In the records below, some lines hold the word "setup". Copy each of those lines.

(Material for this exercise)

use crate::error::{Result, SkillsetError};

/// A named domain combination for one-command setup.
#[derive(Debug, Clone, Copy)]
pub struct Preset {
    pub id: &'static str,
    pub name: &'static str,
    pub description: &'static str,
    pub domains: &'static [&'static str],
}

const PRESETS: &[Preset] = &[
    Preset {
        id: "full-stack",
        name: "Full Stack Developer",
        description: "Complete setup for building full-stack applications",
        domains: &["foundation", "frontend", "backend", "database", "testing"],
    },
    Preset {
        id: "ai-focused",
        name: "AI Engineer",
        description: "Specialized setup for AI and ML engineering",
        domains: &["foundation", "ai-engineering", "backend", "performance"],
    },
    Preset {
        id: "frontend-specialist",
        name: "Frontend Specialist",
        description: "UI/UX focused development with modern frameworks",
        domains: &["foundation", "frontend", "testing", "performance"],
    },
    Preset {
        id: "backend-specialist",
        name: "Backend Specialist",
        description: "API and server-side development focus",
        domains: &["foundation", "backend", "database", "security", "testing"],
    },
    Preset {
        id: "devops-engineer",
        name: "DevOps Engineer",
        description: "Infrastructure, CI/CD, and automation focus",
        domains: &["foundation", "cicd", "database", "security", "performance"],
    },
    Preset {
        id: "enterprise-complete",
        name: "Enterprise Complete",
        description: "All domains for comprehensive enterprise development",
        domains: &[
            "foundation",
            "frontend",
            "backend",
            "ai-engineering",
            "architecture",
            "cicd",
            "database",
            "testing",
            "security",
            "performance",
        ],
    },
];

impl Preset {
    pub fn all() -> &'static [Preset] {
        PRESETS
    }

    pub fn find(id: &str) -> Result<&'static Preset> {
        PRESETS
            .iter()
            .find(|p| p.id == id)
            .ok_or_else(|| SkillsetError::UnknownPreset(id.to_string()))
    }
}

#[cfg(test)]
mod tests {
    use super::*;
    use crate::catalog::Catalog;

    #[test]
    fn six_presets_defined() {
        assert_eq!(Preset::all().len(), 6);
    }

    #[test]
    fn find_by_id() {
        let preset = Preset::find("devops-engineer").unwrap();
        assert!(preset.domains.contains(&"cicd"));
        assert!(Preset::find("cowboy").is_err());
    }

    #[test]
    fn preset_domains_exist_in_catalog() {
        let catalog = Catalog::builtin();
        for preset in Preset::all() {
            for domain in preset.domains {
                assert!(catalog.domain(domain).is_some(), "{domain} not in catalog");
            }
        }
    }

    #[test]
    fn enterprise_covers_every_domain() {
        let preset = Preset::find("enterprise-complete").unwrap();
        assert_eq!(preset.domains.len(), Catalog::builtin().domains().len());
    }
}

(End Material for this exercise)
(Material for this exercise)

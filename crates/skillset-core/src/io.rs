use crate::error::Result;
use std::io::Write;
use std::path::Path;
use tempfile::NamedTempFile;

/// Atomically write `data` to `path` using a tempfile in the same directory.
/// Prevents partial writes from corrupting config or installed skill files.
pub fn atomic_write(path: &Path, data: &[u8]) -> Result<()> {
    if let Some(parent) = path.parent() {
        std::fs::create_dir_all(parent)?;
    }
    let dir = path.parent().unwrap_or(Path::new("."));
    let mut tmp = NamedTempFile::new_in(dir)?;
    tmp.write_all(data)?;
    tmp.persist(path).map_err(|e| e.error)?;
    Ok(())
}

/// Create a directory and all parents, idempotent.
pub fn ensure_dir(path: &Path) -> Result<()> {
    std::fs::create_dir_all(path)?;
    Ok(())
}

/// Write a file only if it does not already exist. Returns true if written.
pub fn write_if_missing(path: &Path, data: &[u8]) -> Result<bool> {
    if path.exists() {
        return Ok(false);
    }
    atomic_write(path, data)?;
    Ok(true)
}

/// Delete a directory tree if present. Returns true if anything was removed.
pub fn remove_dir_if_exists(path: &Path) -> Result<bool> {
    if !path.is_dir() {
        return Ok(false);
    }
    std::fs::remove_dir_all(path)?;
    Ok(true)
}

(End Material for this exercise)

**Result**:
/// A named domain combination for one-command setup.
        description: "Complete setup for building full-stack applications",
        description: "Specialized setup for AI and ML engineering",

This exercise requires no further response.